- Born: Alice Lent April 8, 1913 Winfield, Kansas, U.S.
- Died: February 12, 1986 (aged 72) Riverside, California, U.S.
- Education: Panfield A&M College
- Known for: Novels focused on life in early Oklahoma

= Alice Lent Covert =

Alice Lent Covert (April 8, 1913 – February 12, 1986) was an American novelist and writer known for her novels on life in Oklahoma.

==Biography==
Alice Lent was born on April 8, 1913, in Winfield, Kansas, to Thomas H. Lent and Neva Parry. Her father was a Methodist minister and the family moved frequently during her childhood. They settled in the Oklahoma Panhandle in 1926 and she attended school in Boise City and Forgan. Lent was first published in the Wichita Beacon at age 16 and worked part time for a newspaper while in high school. While studying journalism and psychology at Panhandle A&M College, she married Fred Covert on June 27, 1930. They had one son, Dale Lowell Covert.
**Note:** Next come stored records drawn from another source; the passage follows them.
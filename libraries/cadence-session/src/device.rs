//! Audio output device binding
//!
//! The session drives exactly one output handle. `AudioDevice` is the
//! platform contract; `DeviceBinding` owns the handle, stamps every load with
//! a fresh epoch and guarantees the handle is released exactly once.

use crate::error::Result;
use crate::events::Epoch;
use crate::resolver::ResourceLocator;
use tracing::{debug, warn};

/// Platform audio output
///
/// Every command is a fire-and-forget request. Results are observed later as
/// signals (`Progress`, `Ended`, `Error`) which the implementation must tag
/// with the epoch passed to the most recent `load`.
pub trait AudioDevice: Send {
    /// Replace the current source; all signals from here on carry `epoch`
    fn load(&mut self, resource: &ResourceLocator, epoch: Epoch) -> Result<()>;

    /// Start or resume output
    fn play(&mut self) -> Result<()>;

    /// Pause output, keeping the source and position
    fn pause(&mut self) -> Result<()>;

    /// Set playback rate multiplier
    fn set_rate(&mut self, rate: f32) -> Result<()>;

    /// Start playing as soon as the next load is ready
    fn set_autoplay(&mut self, autoplay: bool) -> Result<()>;

    /// Move the playback position (seconds from start)
    fn set_position(&mut self, seconds: f64) -> Result<()>;

    /// Free platform resources; no command follows
    fn release(&mut self) {}
}

/// Exclusive owner of the session's audio device
pub struct DeviceBinding {
    device: Option<Box<dyn AudioDevice>>,
    epoch: Epoch,
    has_source: bool,
}

impl DeviceBinding {
    pub fn new(device: Box<dyn AudioDevice>) -> Self {
        Self {
            device: Some(device),
            epoch: Epoch::INITIAL,
            has_source: false,
        }
    }

    /// Epoch of the most recent load
    pub fn epoch(&self) -> Epoch {
        self.epoch
    }

    /// Whether a signal tagged with `epoch` belongs to the current source
    pub fn is_current(&self, epoch: Epoch) -> bool {
        epoch == self.epoch
    }

    /// Whether a source was ever handed to the device
    pub fn has_source(&self) -> bool {
        self.has_source
    }

    pub fn is_released(&self) -> bool {
        self.device.is_none()
    }

    /// Start a new generation, invalidating every outstanding signal
    pub fn advance_epoch(&mut self) -> Epoch {
        self.epoch = self.epoch.next();
        self.epoch
    }

    /// Load a source under the current epoch
    ///
    /// Rate and autoplay go out before the load so the first frame already
    /// honours them.
    pub fn load(&mut self, resource: &ResourceLocator, rate: f32) -> Result<()> {
        let epoch = self.epoch;
        let Some(device) = self.device.as_mut() else {
            return Ok(());
        };
        device.set_rate(rate)?;
        device.set_autoplay(true)?;
        device.load(resource, epoch)?;
        self.has_source = true;
        debug!("Loaded {} at rate {} (epoch {})", resource, rate, epoch);
        Ok(())
    }

    pub fn play(&mut self) {
        self.forward("play", |d| d.play());
    }

    pub fn pause(&mut self) {
        self.forward("pause", |d| d.pause());
    }

    pub fn set_rate(&mut self, rate: f32) {
        self.forward("set_rate", |d| d.set_rate(rate));
    }

    pub fn set_position(&mut self, seconds: f64) {
        self.forward("set_position", |d| d.set_position(seconds));
    }

    /// Release the device handle (idempotent)
    pub fn release(&mut self) {
        if let Some(mut device) = self.device.take() {
            device.release();
            debug!("Audio device released");
        }
    }

    fn forward<F>(&mut self, command: &str, f: F)
    where
        F: FnOnce(&mut dyn AudioDevice) -> Result<()>,
    {
        if let Some(device) = self.device.as_mut() {
            if let Err(e) = f(device.as_mut()) {
                warn!("Device rejected {}: {}", command, e);
            }
        }
    }
}

impl Drop for DeviceBinding {
    fn drop(&mut self) {
        self.release();
    }
}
In 1934, her family moved to Lawton where she worked as a journalist and founded the Lawton Writers' Club. Her first novel, Return to Dust, was published in 1939 and focused on an Oklahoma Panhandle family during the Dust Bowl. Her second novel, The Months of Rain. was published in 1941 and focused on farmers after World War II in the Kiamichi Mountains. Her fourth novel, End of Reckoning, was published in 1942 and was reviewed by The New York Times. She also wrote detective stories and for magazines. She later married Donald I. Watson on August 13, 1959. She died on February 12, 1986, in Riverside, California.